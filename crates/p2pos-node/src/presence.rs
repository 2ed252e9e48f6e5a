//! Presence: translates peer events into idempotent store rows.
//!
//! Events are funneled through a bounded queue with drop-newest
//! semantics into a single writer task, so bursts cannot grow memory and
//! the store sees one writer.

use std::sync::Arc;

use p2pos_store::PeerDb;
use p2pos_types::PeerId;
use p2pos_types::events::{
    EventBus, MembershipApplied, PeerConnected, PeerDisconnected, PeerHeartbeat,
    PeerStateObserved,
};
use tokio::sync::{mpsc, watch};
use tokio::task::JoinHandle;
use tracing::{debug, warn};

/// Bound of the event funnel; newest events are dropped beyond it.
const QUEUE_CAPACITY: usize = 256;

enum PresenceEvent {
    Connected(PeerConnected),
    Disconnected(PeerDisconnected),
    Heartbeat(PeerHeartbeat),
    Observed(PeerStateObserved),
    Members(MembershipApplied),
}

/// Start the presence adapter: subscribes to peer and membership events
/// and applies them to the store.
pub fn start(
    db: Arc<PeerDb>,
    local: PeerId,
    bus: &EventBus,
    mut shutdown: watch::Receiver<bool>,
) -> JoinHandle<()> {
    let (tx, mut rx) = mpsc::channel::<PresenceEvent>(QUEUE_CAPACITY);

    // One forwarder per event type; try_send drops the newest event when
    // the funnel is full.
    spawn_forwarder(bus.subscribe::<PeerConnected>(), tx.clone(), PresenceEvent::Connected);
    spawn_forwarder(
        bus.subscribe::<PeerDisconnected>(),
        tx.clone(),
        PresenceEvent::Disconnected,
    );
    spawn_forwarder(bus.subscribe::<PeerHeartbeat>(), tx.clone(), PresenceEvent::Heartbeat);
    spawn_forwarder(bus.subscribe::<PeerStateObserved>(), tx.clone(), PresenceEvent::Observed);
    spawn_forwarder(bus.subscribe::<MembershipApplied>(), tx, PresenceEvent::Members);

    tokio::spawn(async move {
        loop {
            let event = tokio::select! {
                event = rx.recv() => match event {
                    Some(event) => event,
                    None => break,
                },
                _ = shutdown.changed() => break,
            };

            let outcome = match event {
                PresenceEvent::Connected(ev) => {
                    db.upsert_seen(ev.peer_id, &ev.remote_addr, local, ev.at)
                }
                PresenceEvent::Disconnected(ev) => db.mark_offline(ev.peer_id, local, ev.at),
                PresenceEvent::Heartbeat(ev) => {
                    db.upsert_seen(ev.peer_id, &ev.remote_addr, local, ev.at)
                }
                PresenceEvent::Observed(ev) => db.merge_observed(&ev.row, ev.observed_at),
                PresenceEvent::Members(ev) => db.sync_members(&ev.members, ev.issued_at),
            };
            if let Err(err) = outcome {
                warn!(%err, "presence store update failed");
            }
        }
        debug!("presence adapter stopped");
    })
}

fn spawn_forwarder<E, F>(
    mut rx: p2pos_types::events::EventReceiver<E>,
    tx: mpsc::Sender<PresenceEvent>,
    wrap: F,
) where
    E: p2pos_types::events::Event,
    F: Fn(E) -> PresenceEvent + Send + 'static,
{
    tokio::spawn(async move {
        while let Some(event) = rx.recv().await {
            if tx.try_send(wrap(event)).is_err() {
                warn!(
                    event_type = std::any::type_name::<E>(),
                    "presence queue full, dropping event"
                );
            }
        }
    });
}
--
* **ACTIVITY**:
All of the material should be duplicated exactly.

* **EXERCISE ANSWER**:
filename crates/p2pos-node/src/presence.rs
repository 2ed252e9e48f6e5a
//! Presence: translates peer events into idempotent store rows.
//!
//! Events are funneled through a bounded queue with drop-newest
//! semantics into a single writer task, so bursts cannot grow memory and
//! the store sees one writer.

use std::sync::Arc;

use p2pos_store::PeerDb;
use p2pos_types::PeerId;
use p2pos_types::events::{
    EventBus, MembershipApplied, PeerConnected, PeerDisconnected, PeerHeartbeat,
    PeerStateObserved,
};
use tokio::sync::{mpsc, watch};
use tokio::task::JoinHandle;
use tracing::{debug, warn};

/// Bound of the event funnel; newest events are dropped beyond it.
const QUEUE_CAPACITY: usize = 256;

enum PresenceEvent {
    Connected(PeerConnected),
    Disconnected(PeerDisconnected),
    Heartbeat(PeerHeartbeat),
    Observed(PeerStateObserved),
    Members(MembershipApplied),
}

/// Start the presence adapter: subscribes to peer and membership events
/// and applies them to the store.
pub fn start(
    db: Arc<PeerDb>,
    local: PeerId,
    bus: &EventBus,
    mut shutdown: watch::Receiver<bool>,
) -> JoinHandle<()> {
    let (tx, mut rx) = mpsc::channel::<PresenceEvent>(QUEUE_CAPACITY);

    // One forwarder per event type; try_send drops the newest event when
    // the funnel is full.
    spawn_forwarder(bus.subscribe::<PeerConnected>(), tx.clone(), PresenceEvent::Connected);
    spawn_forwarder(
        bus.subscribe::<PeerDisconnected>(),
        tx.clone(),
        PresenceEvent::Disconnected,
    );
    spawn_forwarder(bus.subscribe::<PeerHeartbeat>(), tx.clone(), PresenceEvent::Heartbeat);
    spawn_forwarder(bus.subscribe::<PeerStateObserved>(), tx.clone(), PresenceEvent::Observed);
    spawn_forwarder(bus.subscribe::<MembershipApplied>(), tx, PresenceEvent::Members);

    tokio::spawn(async move {
        loop {
            let event = tokio::select! {
                event = rx.recv() => match event {
                    Some(event) => event,
                    None => break,
                },
                _ = shutdown.changed() => break,
            };

            let outcome = match event {
                PresenceEvent::Connected(ev) => {
                    db.upsert_seen(ev.peer_id, &ev.remote_addr, local, ev.at)
                }
                PresenceEvent::Disconnected(ev) => db.mark_offline(ev.peer_id, local, ev.at),
                PresenceEvent::Heartbeat(ev) => {
                    db.upsert_seen(ev.peer_id, &ev.remote_addr, local, ev.at)
                }
                PresenceEvent::Observed(ev) => db.merge_observed(&ev.row, ev.observed_at),
                PresenceEvent::Members(ev) => db.sync_members(&ev.members, ev.issued_at),
            };
            if let Err(err) = outcome {
                warn!(%err, "presence store update failed");
            }
        }
        debug!("presence adapter stopped");
    })
}

fn spawn_forwarder<E, F>(
    mut rx: p2pos_types::events::EventReceiver<E>,
    tx: mpsc::Sender<PresenceEvent>,
    wrap: F,
) where
    E: p2pos_types::events::Event,
    F: Fn(E) -> PresenceEvent + Send + 'static,
{
    tokio::spawn(async move {
        while let Some(event) = rx.recv().await {
            if tx.try_send(wrap(event)).is_err() {
                warn!(
                    event_type = std::any::type_name::<E>(),
                    "presence queue full, dropping event"
                );
            }
        }
    });
}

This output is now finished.